_What is being asked:_ Go through the listing and write out each line exactly.

_Data supplied:_
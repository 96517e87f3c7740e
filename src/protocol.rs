//! Public protocol structs for WebSocket and HTTP endpoints (serde ready).
//! Keep this small and stable to evolve backend and frontend independently.

use serde::{Deserialize, Serialize};

use crate::domain::{Attempt, ScoreRecord};
use crate::session::{GamePhase, GameSession};

/// Messages the client can send over WebSocket.
#[derive(Debug, Deserialize)]
#[serde(tag = "type", rename_all = "snake_case")]
pub enum ClientWsMessage {
    Ping,
    StartRound {
        #[serde(rename = "sessionId")]
        session_id: String,
        /// Name of a preset document configured on the server...
        #[serde(default)]
        preset: Option<String>,
        /// ...or a base64-encoded PDF upload. Exactly one should be set.
        #[serde(default, rename = "pdfBase64")]
        pdf_base64: Option<String>,
    },
    SubmitGuess {
        #[serde(rename = "sessionId")]
        session_id: String,
        guess: String,
    },
    RevealHint {
        #[serde(rename = "sessionId")]
        session_id: String,
    },
    GiveUp {
        #[serde(rename = "sessionId")]
        session_id: String,
    },
    SubmitScore {
        #[serde(rename = "sessionId")]
        session_id: String,
        name: String,
    },
    Leaderboard,
    ResetRound {
        #[serde(rename = "sessionId")]
        session_id: String,
    },
}

/// Messages the server sends back over WebSocket.
#[derive(Debug, Serialize)]
#[serde(tag = "type", rename_all = "snake_case")]
pub enum ServerWsMessage {
    Pong,
    Round {
        session: SessionView,
    },
    GuessResult {
        attempt: Attempt,
        session: SessionView,
    },
    Hint {
        level: u8,
        text: String,
    },
    GaveUp {
        word: String,
        session: SessionView,
    },
    ScoreSaved {
        session: SessionView,
        #[serde(skip_serializing_if = "Option::is_none")]
        warning: Option<String>,
    },
    Leaderboard {
        records: Vec<ScoreRecord>,
    },
    Error {
        message: String,
    },
}

/// Client-facing snapshot of a session. The target word is only included once
/// the round is over; nothing here can leak it mid-round.
#[derive(Debug, Serialize)]
pub struct SessionView {
    #[serde(rename = "sessionId")]
    pub session_id: String,
    pub phase: GamePhase,
    pub clue: String,
    pub attempts: Vec<Attempt>,
    #[serde(rename = "hintLevel")]
    pub hint_level: u8,
    #[serde(rename = "word", skip_serializing_if = "Option::is_none")]
    pub revealed_word: Option<String>,
    #[serde(rename = "scoreSubmitted")]
    pub score_submitted: bool,
}

/// Convert the internal `GameSession` to the public DTO.
pub fn to_view(s: &GameSession) -> SessionView {
    SessionView {
        session_id: s.id.clone(),
        phase: s.phase(),
        clue: s.clue().to_string(),
        attempts: s.attempts().to_vec(),
        hint_level: s.hint_level(),
        revealed_word: s.revealed_target().map(str::to_string),
        score_submitted: s.score_submitted(),
    }
}

//
// HTTP request/response DTOs
//

#[derive(Debug, Deserialize)]
pub struct StartRoundIn {
    #[serde(rename = "sessionId")]
    pub session_id: String,
    #[serde(default)]
    pub preset: Option<String>,
    #[serde(default, rename = "pdfBase64")]
    pub pdf_base64: Option<String>,
}

#[derive(Debug, Deserialize)]
pub struct GuessIn {
    #[serde(rename = "sessionId")]
    pub session_id: String,
    pub guess: String,
}
#[derive(Serialize)]
pub struct GuessOut {
    pub attempt: Attempt,
    pub session: SessionView,
}

#[derive(Debug, Deserialize)]
pub struct SessionIn {
    #[serde(rename = "sessionId")]
    pub session_id: String,
}

#[derive(Serialize)]
pub struct HintOut {
    pub level: u8,
    pub text: String,
}

#[derive(Serialize)]
pub struct GiveUpOut {
    pub word: String,
    pub session: SessionView,
}

#[derive(Debug, Deserialize)]
pub struct ScoreIn {
    #[serde(rename = "sessionId")]
    pub session_id: String,
    pub name: String,
}
#[derive(Serialize)]
pub struct ScoreOut {
    pub session: SessionView,
    #[serde(skip_serializing_if = "Option::is_none")]
    pub warning: Option<String>,
}

#[derive(Serialize)]
pub struct LeaderboardOut {
    pub records: Vec<ScoreRecord>,
}

#[derive(Serialize)]
pub struct ErrorOut {
    pub message: String,
}

#[derive(Serialize)]
pub struct HealthOut {
    pub ok: bool,
}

_Reply:_
repository 96517e87f3c7740e
filename src/protocol.rs
//! Public protocol structs for WebSocket and HTTP endpoints (serde ready).
//! Keep this small and stable to evolve backend and frontend independently.

use serde::{Deserialize, Serialize};

use crate::domain::{Attempt, ScoreRecord};
use crate::session::{GamePhase, GameSession};

/// Messages the client can send over WebSocket.
#[derive(Debug, Deserialize)]
#[serde(tag = "type", rename_all = "snake_case")]
pub enum ClientWsMessage {
    Ping,
    StartRound {
        #[serde(rename = "sessionId")]
        session_id: String,
        /// Name of a preset document configured on the server...
        #[serde(default)]
        preset: Option<String>,
        /// ...or a base64-encoded PDF upload. Exactly one should be set.
        #[serde(default, rename = "pdfBase64")]
        pdf_base64: Option<String>,
    },
    SubmitGuess {
        #[serde(rename = "sessionId")]
        session_id: String,
        guess: String,
    },
    RevealHint {
        #[serde(rename = "sessionId")]
        session_id: String,
    },
    GiveUp {
        #[serde(rename = "sessionId")]
        session_id: String,
    },
    SubmitScore {
        #[serde(rename = "sessionId")]
        session_id: String,
        name: String,
    },
    Leaderboard,
    ResetRound {
        #[serde(rename = "sessionId")]
        session_id: String,
    },
}

/// Messages the server sends back over WebSocket.
#[derive(Debug, Serialize)]
#[serde(tag = "type", rename_all = "snake_case")]
pub enum ServerWsMessage {
    Pong,
    Round {
        session: SessionView,
    },
    GuessResult {
        attempt: Attempt,
        session: SessionView,
    },
    Hint {
        level: u8,
        text: String,
    },
    GaveUp {
        word: String,
        session: SessionView,
    },
    ScoreSaved {
        session: SessionView,
        #[serde(skip_serializing_if = "Option::is_none")]
        warning: Option<String>,
    },
    Leaderboard {
        records: Vec<ScoreRecord>,
    },
    Error {
        message: String,
    },
}

/// Client-facing snapshot of a session. The target word is only included once
/// the round is over; nothing here can leak it mid-round.
#[derive(Debug, Serialize)]
pub struct SessionView {
    #[serde(rename = "sessionId")]
    pub session_id: String,
    pub phase: GamePhase,
    pub clue: String,
    pub attempts: Vec<Attempt>,
    #[serde(rename = "hintLevel")]
    pub hint_level: u8,
    #[serde(rename = "word", skip_serializing_if = "Option::is_none")]
    pub revealed_word: Option<String>,
    #[serde(rename = "scoreSubmitted")]
    pub score_submitted: bool,
}

/// Convert the internal `GameSession` to the public DTO.
pub fn to_view(s: &GameSession) -> SessionView {
    SessionView {
        session_id: s.id.clone(),
        phase: s.phase(),
        clue: s.clue().to_string(),
        attempts: s.attempts().to_vec(),
        hint_level: s.hint_level(),
        revealed_word: s.revealed_target().map(str::to_string),
        score_submitted: s.score_submitted(),
    }
}

//
// HTTP request/response DTOs
//

#[derive(Debug, Deserialize)]
pub struct StartRoundIn {
    #[serde(rename = "sessionId")]
    pub session_id: String,
    #[serde(default)]
    pub preset: Option<String>,
    #[serde(default, rename = "pdfBase64")]
    pub pdf_base64: Option<String>,
}

#[derive(Debug, Deserialize)]
pub struct GuessIn {
    #[serde(rename = "sessionId")]
    pub session_id: String,
    pub guess: String,
}
#[derive(Serialize)]
pub struct GuessOut {
    pub attempt: Attempt,
    pub session: SessionView,
}

#[derive(Debug, Deserialize)]
pub struct SessionIn {
    #[serde(rename = "sessionId")]
    pub session_id: String,
}

#[derive(Serialize)]
pub struct HintOut {
    pub level: u8,
    pub text: String,
}

#[derive(Serialize)]
pub struct GiveUpOut {
    pub word: String,
    pub session: SessionView,
}

#[derive(Debug, Deserialize)]
pub struct ScoreIn {
    #[serde(rename = "sessionId")]
    pub session_id: String,
    pub name: String,
}
#[derive(Serialize)]
pub struct ScoreOut {
    pub session: SessionView,
    #[serde(skip_serializing_if = "Option::is_none")]
    pub warning: Option<String>,
}

#[derive(Serialize)]
pub struct LeaderboardOut {
    pub records: Vec<ScoreRecord>,
}

#[derive(Serialize)]
pub struct ErrorOut {
    pub message: String,
}

#[derive(Serialize)]
pub struct HealthOut {
    pub ok: bool,
}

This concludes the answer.